TASK GOAL: In these records, how many lines contain "used"? Please reply with the number only.
++++ DATA PROVIDED
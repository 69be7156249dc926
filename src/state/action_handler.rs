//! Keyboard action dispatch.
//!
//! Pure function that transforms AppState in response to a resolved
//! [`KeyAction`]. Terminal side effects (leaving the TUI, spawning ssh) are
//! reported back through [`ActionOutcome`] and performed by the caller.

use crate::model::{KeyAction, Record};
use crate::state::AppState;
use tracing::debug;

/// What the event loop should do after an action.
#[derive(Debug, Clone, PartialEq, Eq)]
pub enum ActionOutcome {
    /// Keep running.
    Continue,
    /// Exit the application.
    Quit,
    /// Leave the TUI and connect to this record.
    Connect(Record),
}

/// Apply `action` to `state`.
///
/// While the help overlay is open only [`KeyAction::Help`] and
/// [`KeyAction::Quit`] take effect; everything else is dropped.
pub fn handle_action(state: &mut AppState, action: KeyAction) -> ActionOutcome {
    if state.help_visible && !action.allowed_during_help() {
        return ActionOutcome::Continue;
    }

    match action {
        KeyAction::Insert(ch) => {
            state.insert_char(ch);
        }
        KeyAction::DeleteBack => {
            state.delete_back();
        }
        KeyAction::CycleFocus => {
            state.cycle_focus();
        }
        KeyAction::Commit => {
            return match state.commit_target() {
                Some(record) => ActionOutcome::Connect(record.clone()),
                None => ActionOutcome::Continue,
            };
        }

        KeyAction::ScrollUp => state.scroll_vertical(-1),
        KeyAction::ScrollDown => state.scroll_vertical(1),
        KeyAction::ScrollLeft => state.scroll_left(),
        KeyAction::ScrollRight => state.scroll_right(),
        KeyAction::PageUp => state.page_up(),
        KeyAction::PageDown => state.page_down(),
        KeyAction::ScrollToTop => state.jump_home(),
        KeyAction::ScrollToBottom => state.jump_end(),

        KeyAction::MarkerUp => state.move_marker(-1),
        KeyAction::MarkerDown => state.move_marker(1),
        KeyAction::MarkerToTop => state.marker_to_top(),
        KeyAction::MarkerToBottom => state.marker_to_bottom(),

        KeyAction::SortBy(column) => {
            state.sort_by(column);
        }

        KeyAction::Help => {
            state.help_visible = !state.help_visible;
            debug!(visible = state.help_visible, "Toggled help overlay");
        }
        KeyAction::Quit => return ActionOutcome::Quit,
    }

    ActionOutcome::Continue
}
++++++++
++++ DATA PROVIDED
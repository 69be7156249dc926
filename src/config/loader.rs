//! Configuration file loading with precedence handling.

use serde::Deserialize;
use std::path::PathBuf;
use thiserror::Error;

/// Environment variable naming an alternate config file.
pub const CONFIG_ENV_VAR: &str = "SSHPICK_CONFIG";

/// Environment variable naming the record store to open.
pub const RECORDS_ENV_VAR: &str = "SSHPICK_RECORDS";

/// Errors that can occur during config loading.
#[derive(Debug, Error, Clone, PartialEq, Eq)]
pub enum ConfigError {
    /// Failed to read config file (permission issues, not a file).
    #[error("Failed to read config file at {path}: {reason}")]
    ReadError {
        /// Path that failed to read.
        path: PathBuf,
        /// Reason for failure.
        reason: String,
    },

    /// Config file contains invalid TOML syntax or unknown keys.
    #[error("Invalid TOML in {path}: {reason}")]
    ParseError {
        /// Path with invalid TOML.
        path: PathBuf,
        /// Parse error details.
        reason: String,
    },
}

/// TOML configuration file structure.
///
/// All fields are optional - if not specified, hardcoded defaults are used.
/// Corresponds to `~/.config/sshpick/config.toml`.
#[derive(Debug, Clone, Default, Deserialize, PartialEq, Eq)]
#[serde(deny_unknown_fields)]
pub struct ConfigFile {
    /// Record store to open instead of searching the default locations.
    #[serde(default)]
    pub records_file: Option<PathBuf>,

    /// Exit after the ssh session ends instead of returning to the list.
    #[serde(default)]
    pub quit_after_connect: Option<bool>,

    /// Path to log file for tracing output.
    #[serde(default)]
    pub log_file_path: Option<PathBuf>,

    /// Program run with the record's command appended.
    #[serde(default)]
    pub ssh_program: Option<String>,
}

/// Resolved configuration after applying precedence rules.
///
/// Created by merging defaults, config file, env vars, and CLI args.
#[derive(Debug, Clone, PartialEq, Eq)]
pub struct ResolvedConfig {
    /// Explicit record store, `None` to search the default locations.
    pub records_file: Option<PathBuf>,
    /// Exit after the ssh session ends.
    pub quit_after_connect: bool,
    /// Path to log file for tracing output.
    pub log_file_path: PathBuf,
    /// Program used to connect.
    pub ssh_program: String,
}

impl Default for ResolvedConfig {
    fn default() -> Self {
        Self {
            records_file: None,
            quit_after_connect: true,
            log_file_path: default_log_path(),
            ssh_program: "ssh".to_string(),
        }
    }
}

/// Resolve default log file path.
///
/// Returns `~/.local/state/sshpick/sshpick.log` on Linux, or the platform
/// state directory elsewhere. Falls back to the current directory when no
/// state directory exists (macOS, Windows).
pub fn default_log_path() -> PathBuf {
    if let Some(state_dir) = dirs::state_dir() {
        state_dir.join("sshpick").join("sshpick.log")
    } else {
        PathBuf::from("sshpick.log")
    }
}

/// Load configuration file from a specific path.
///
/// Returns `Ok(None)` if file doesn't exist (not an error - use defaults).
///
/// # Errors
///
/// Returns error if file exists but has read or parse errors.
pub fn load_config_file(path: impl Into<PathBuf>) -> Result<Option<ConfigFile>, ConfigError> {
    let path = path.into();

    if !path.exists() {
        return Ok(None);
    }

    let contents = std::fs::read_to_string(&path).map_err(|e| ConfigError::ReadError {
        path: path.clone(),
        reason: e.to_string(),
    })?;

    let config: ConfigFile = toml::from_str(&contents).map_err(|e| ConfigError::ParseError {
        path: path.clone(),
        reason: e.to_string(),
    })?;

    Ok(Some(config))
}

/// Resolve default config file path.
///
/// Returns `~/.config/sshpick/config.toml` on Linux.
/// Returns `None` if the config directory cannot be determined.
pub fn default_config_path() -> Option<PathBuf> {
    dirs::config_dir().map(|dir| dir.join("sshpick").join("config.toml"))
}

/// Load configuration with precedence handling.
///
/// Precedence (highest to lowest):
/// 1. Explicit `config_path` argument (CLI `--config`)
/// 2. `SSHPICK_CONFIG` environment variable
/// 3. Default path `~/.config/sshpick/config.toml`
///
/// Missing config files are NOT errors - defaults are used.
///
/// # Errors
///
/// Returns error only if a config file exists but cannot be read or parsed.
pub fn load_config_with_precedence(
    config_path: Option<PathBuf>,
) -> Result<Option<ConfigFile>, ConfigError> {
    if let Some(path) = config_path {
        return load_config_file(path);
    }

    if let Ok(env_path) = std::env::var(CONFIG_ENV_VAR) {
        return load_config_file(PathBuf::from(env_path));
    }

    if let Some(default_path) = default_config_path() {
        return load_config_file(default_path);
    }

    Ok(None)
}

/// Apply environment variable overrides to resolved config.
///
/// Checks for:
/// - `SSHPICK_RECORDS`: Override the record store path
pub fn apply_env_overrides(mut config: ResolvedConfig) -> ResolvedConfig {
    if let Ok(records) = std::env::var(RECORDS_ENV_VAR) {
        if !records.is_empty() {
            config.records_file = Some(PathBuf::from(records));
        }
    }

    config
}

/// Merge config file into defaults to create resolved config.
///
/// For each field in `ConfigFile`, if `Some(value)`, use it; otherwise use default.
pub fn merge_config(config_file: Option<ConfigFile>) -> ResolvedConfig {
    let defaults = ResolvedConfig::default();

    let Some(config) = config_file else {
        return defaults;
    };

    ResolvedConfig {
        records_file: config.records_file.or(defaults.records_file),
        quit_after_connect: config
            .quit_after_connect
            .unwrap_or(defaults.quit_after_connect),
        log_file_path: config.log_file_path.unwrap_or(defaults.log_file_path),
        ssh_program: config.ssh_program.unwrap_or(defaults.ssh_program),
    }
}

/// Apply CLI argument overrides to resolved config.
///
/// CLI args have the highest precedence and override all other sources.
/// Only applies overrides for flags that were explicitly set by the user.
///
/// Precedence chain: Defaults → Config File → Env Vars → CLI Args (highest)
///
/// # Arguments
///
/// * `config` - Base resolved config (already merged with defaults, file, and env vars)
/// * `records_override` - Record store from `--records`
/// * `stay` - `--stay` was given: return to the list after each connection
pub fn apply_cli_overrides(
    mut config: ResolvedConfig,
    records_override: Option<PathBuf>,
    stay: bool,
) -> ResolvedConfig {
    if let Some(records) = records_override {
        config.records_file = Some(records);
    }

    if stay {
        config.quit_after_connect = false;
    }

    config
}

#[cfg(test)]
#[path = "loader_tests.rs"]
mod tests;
++++++++
RESULT FOR THIS EXERCISE: 3